Luis Velasquez’s recent Harvard Business Review article, “Why Effective Leaders Get Branded as Problems,” inspired me to blog about this dynamic because his thesis captures something many people experience but struggle to name. He argues that organizations often misdiagnose effective leaders as the problem when the real issue is the system resisting the friction created by effectiveness. I think he is right on the money. But I also want to extend his argument in two ways: this pattern becomes especially dangerous in declining organizations, and it does not only happen to leaders. It also happens to high-performing employees.

In declining organizations, high-performing people often become threatening precisely because they expose what others have learned to tolerate. Their results reveal weak execution. Their urgency reveals drift. Their questions reveal avoidance. Their standards reveal how low expectations have become. That does not mean every criticism is wrong or that every strong performer is misunderstood. But if you are producing results and still being treated like the problem, it may be time to ask a harder question: are you actually failing, or are you exposing the failure around you?

This is one of the painful artifacts of declining organizations. They often misdiagnose the people trying to improve the place because those people disrupt the emotional comfort of decline. Understanding that does not make the experience easier, but it can make it clearer. Sometimes the problem is not that you are a threat to the mission. Sometimes the problem is that you are a threat to an organization’s ability to pretend everything is fine in a low standards environment.

When High Performance Becomes A Threat

In declining organizations, the people who create momentum can become threatening precisely because they reveal how much drift others have normalized. A leader who moves quickly exposes slow decision-making. An employee who consistently delivers exposes weak execution. A manager who uses data exposes a culture built on anecdotes, lofty talk, and politics. A faculty member, staff member, or team member who refuses to accept mediocrity exposes how long the organization has rewarded comfort over performance. Velasquez writes that “decisiveness didn’t create friction. It exposed it.” The same is true far beyond the executive level. Strong employees are the mirror, revealing the problems and dysfunction the organization has spent years refusing to face.

This is why declining organizations often become dangerous places for their best people. The loudest critics of change are usually not the highest performers. People who have spent years inside low-performing systems can become deeply invested in protecting the norms, rhythms, and informal power structures that allowed them to remain comfortable and in power despite weak outcomes. When a new leader or employee arrives and begins demanding accountability, speed, execution, strategic prioritization, or measurable improvement, those expectations change the environment. Suddenly meetings are more inclusive. Decisions are faster. Data matters more. Delays and excuses become harder to justify. Average and below average performance becomes more visible. What previously blended into institutional ambiguity becomes exposed through clearer standards and heightened expectations.

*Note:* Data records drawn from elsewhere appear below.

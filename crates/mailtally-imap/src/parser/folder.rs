//! LIST entry decoding.

use crate::error::DecodeResult;
use crate::parser::lexer::{Lexer, Token};
use crate::types::{FolderEntry, FolderFlag, FolderFlags};

use super::payload;

/// Decodes one LIST entry: `(<flags>) "<delimiter>" <name>`.
///
/// The name may be quoted, a literal, or a bare run of text that can itself
/// contain whitespace (some servers do not quote names with spaces).
///
/// # Errors
///
/// Returns an error when the entry does not have the flags / delimiter /
/// name shape. Unknown flags are kept, never rejected.
pub fn decode_folder_entry(raw: &[u8]) -> DecodeResult<FolderEntry> {
    let input = payload(raw, "LIST");
    let mut lexer = Lexer::new(input);

    decode(&mut lexer).map_err(|e| e.within("LIST entry"))
}

fn decode(lexer: &mut Lexer<'_>) -> DecodeResult<FolderEntry> {
    lexer.skip_spaces();
    let flags = read_flag_list(lexer)?;

    lexer.skip_spaces();
    let delimiter = match lexer.next_token()? {
        Token::Nil => None,
        Token::QuotedString(s) => {
            let mut chars = s.chars();
            match (chars.next(), chars.next()) {
                (Some(c), None) => Some(c),
                _ => return Err(lexer.error(&format!("delimiter must be one character: {s:?}"))),
            }
        }
        Token::Atom(s) if s.chars().count() == 1 => s.chars().next(),
        token => return Err(lexer.error(&format!("expected delimiter, got {token:?}"))),
    };

    lexer.expect_spaces()?;
    let name = read_name(lexer)?;

    Ok(FolderEntry {
        name,
        delimiter,
        flags,
    })
}

fn read_flag_list(lexer: &mut Lexer<'_>) -> DecodeResult<FolderFlags> {
    lexer.expect(Token::LParen)?;

    let mut flags = FolderFlags::new();
    loop {
        match lexer.next_token()? {
            Token::RParen => break,
            Token::Space => {}
            Token::Atom(s) => flags.insert(FolderFlag::parse(s)),
            Token::Eof | Token::Crlf => return Err(lexer.error("unterminated flag list")),
            token => return Err(lexer.error(&format!("unexpected {token:?} in flag list"))),
        }
    }

    Ok(flags)
}

fn read_name(lexer: &mut Lexer<'_>) -> DecodeResult<String> {
    if matches!(lexer.peek(), Some(b'"' | b'{')) {
        let name = lexer.read_astring()?;
        if !lexer.at_line_end() {
            return Err(lexer.error("unexpected data after folder name"));
        }
        return Ok(name);
    }

    let bare = lexer.remaining().trim_ascii();
    if bare.is_empty() {
        return Err(lexer.error("missing folder name"));
    }
    let name = std::str::from_utf8(bare).map_err(|_| lexer.error("invalid UTF-8 in folder name"))?;
    lexer.skip(lexer.remaining().len());
    Ok(name.to_string())
}

#[cfg(test)]
#[allow(clippy::unwrap_used)]
mod tests {
    use super::*;

    #[test]
    fn inbox() {
        let entry = decode_folder_entry(br#"(\HasNoChildren) "/" INBOX"#).unwrap();
        assert_eq!(entry.name, "INBOX");
        assert_eq!(entry.delimiter, Some('/'));
        assert_eq!(entry.flags.len(), 1);
        assert!(entry.flags.contains(&FolderFlag::HasNoChildren));
    }

    #[test]
    fn full_untagged_line() {
        let entry =
            decode_folder_entry(b"* LIST (\\HasChildren \\Noselect) \".\" \"[Gmail]\"\r\n")
                .unwrap();
        assert_eq!(entry.name, "[Gmail]");
        assert_eq!(entry.delimiter, Some('.'));
        assert!(entry.flags.contains(&FolderFlag::NoSelect));
    }

    #[test]
    fn bare_name_with_brackets() {
        let entry = decode_folder_entry(br#"(\Noselect \HasChildren) "/" [Gmail]"#).unwrap();
        assert_eq!(entry.name, "[Gmail]");
    }

    #[test]
    fn bare_name_with_spaces() {
        let entry =
            decode_folder_entry(b"(\\HasNoChildren) \"/\" Old   Projects 2019 \r\n").unwrap();
        assert_eq!(entry.name, "Old   Projects 2019");
    }

    #[test]
    fn quoted_name_with_escapes() {
        let entry = decode_folder_entry(br#"() "/" "Say \"hi\"""#).unwrap();
        assert_eq!(entry.name, "Say \"hi\"");
        assert!(entry.flags.is_empty());
    }

    #[test]
    fn literal_name() {
        let entry = decode_folder_entry(b"(\\HasNoChildren) \"/\" {7}\r\nA \"B\" C\r\n").unwrap();
        assert_eq!(entry.name, "A \"B\" C");
    }

    #[test]
    fn nil_delimiter() {
        let entry = decode_folder_entry(br#"(\HasNoChildren) NIL Notes"#).unwrap();
        assert_eq!(entry.delimiter, None);
        assert_eq!(entry.name, "Notes");
    }

    #[test]
    fn unknown_flags_are_kept() {
        let entry = decode_folder_entry(br#"(\HasNoChildren \XFancy $Label) "/" Work"#).unwrap();
        assert_eq!(entry.flags.unknown().collect::<Vec<_>>(), vec!["\\XFancy", "$Label"]);
    }

    #[test]
    fn missing_flag_list_fails() {
        let err = decode_folder_entry(br#""/" INBOX"#).unwrap_err();
        assert_eq!(err.context, "LIST entry");
    }

    #[test]
    fn unterminated_flag_list_fails() {
        assert!(decode_folder_entry(br#"(\HasNoChildren "/" INBOX"#).is_err());
    }

    #[test]
    fn missing_name_fails() {
        assert!(decode_folder_entry(br#"(\HasNoChildren) "/"   "#).is_err());
        assert!(decode_folder_entry(br#"(\HasNoChildren) "/""#).is_err());
    }

    #[test]
    fn long_delimiter_fails() {
        assert!(decode_folder_entry(br#"() "//" INBOX"#).is_err());
    }

    #[test]
    fn trailing_data_after_quoted_name_fails() {
        assert!(decode_folder_entry(br#"() "/" "INBOX" extra"#).is_err());
    }

    #[test]
    fn decoding_twice_is_identical() {
        let raw = br#"(\HasChildren \Custom) "/" "Projects/2024""#;
        assert_eq!(
            decode_folder_entry(raw).unwrap(),
            decode_folder_entry(raw).unwrap()
        );
    }
}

Culture That Protects Familiarity, Not Results

High-performing employees recognize this contradiction. They look around the organization and quietly wonder how individuals associated with years of stagnation, missed opportunities, declining enrollment, weak execution, or operational drift somehow become the loudest voices defining whether an organization is “effective” or whether change is “healthy.” They watch employees who produce measurable gains endure constant criticism while people tied to long-term underperformance maintain cultural credibility because they are perceived as familiar, collegial, safe, or politically connected.

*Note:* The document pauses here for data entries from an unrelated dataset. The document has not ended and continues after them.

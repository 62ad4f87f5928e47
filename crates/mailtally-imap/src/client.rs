//! The protocol operations a statistics scan needs.
//!
//! Scanning code is generic over [`ProtocolClient`] so it can run against a
//! live [`ImapSession`](crate::connection::ImapSession) or an in-memory fake.

use crate::command::FetchItems;
use crate::types::{SequenceSet, Status};
use crate::Result;

/// Outcome of selecting a mailbox.
#[derive(Debug, Clone, PartialEq, Eq)]
pub struct Selection {
    /// Completion status of the SELECT/EXAMINE command.
    pub status: Status,
    /// Message count from the `EXISTS` response, 0 when absent.
    pub exists: u32,
    /// Completion text, useful when the status is not OK.
    pub text: String,
}

impl Selection {
    /// Successful selection with the given message count.
    #[must_use]
    pub fn ok(exists: u32) -> Self {
        Self {
            status: Status::Ok,
            exists,
            text: String::new(),
        }
    }

    /// Failed selection.
    #[must_use]
    pub fn failed(status: Status, text: impl Into<String>) -> Self {
        Self {
            status,
            exists: 0,
            text: text.into(),
        }
    }

    /// Returns true if the mailbox is now selected.
    #[must_use]
    pub const fn is_ok(&self) -> bool {
        self.status.is_ok()
    }
}

/// Read-only IMAP operations, awaited one at a time.
///
/// Raw responses are returned undecoded; decoding is the caller's job so a
/// malformed line degrades one record instead of failing the command.
#[allow(async_fn_in_trait)]
pub trait ProtocolClient {
    /// Returns the server's capabilities, upper-cased.
    async fn capabilities(&mut self) -> Result<Vec<String>>;

    /// Lists every folder; one raw `LIST` response per folder.
    async fn list_folders(&mut self) -> Result<Vec<Vec<u8>>>;

    /// Selects a mailbox by its raw name. A `NO`/`BAD` completion is
    /// reported through [`Selection::status`], not as an error.
    async fn select(&mut self, mailbox: &str, read_only: bool) -> Result<Selection>;

    /// Returns the message numbers matched by `SEARCH ALL`.
    async fn search_all(&mut self) -> Result<Vec<u32>>;

    /// Fetches a range in one command; one raw `FETCH` response per message.
    async fn fetch_range(&mut self, set: &SequenceSet, items: &FetchItems) -> Result<Vec<Vec<u8>>>;

    /// Returns the raw `QUOTA` response for the mailbox's quota root.
    async fn get_quota_root(&mut self, mailbox: &str) -> Result<Vec<u8>>;
}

That is where Velasquez’s argument in the Harvard Business Review about leadership becomes even more powerful when we extend it to employees. He writes that “the feedback stays the same; the narrative stays the same.” In a declining organization, narratives harden around employees who push the system because they are a threat to the status quo. Once a high-performing person is labeled as difficult, every action is filtered through that story. Their urgency becomes impatience. Their clarity becomes arrogance. Their questions become resistance. Their standards become negativity. Their refusal to participate in institutional theater becomes evidence that they are not collaborative or team players. Meanwhile, the people who helped normalize decline are often described as steady, loyal, and collegial. The organization confuses familiarity with value.

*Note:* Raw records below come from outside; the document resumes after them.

//! Runtime configuration: a thread-safe store of string settings that can
//! be seeded from a manifest and populated from environment variables.

pub mod env;
pub mod error;
pub mod manifest;
pub mod notice;
pub mod report;
pub mod store;

pub use env::{EnvSource, MapEnv, ProcessEnv};
pub use error::ConfigError;
pub use manifest::Manifest;
pub use notice::{IgnoreNotice, NoticeSink, RecordingSink, TracingSink};
pub use report::KeyStatus;
pub use store::ConfigStore;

Decline Creates Its Own Defenders

This is especially important because in declining organizations, strong new employees often become the early warning system. They notice the gap between public messaging and internal reality. An established member of the community may diagnosis it publicly as a “morale problem.” But what is really happening is that employees see which initiatives are performative. They clearly know which meetings are designed to delay rather than decide. They also know which strategic initiatives are just rearranged deck chairs on the Titanic. They notice when consultants are hired to bless decisions already made. They know when people are fired or offices are closed as a panacea while the deeper failure culture remains untouched. Because strong employees are close enough to the work to see what is actually happening, their honesty can become uncomfortable to those invested in the official narrative and its misdiagnosis as a morale problem.

The most revealing part of Velasquez’s article may be his discussion of “organizational drift,” when systems rely on outdated narratives instead of current evidence. In struggling institutions, reputations often harden into permanent labels. Here’s what I’ve seen happen: A leader who made one unpopular decision years ago is forever “political.” An employee who once challenged a weak process in a meeting is forever whispered to be “negative.” A faculty member who asks hard questions in Senate is forever “difficult.” A staff member who pushes for accountability for an initiative led by administrator out of their depth is forever “not collegial.” Velasquez warns that “stakeholders rely on memory, not evidence,” and in declining organizations, memory often becomes a weapon against the people trying to improve the place.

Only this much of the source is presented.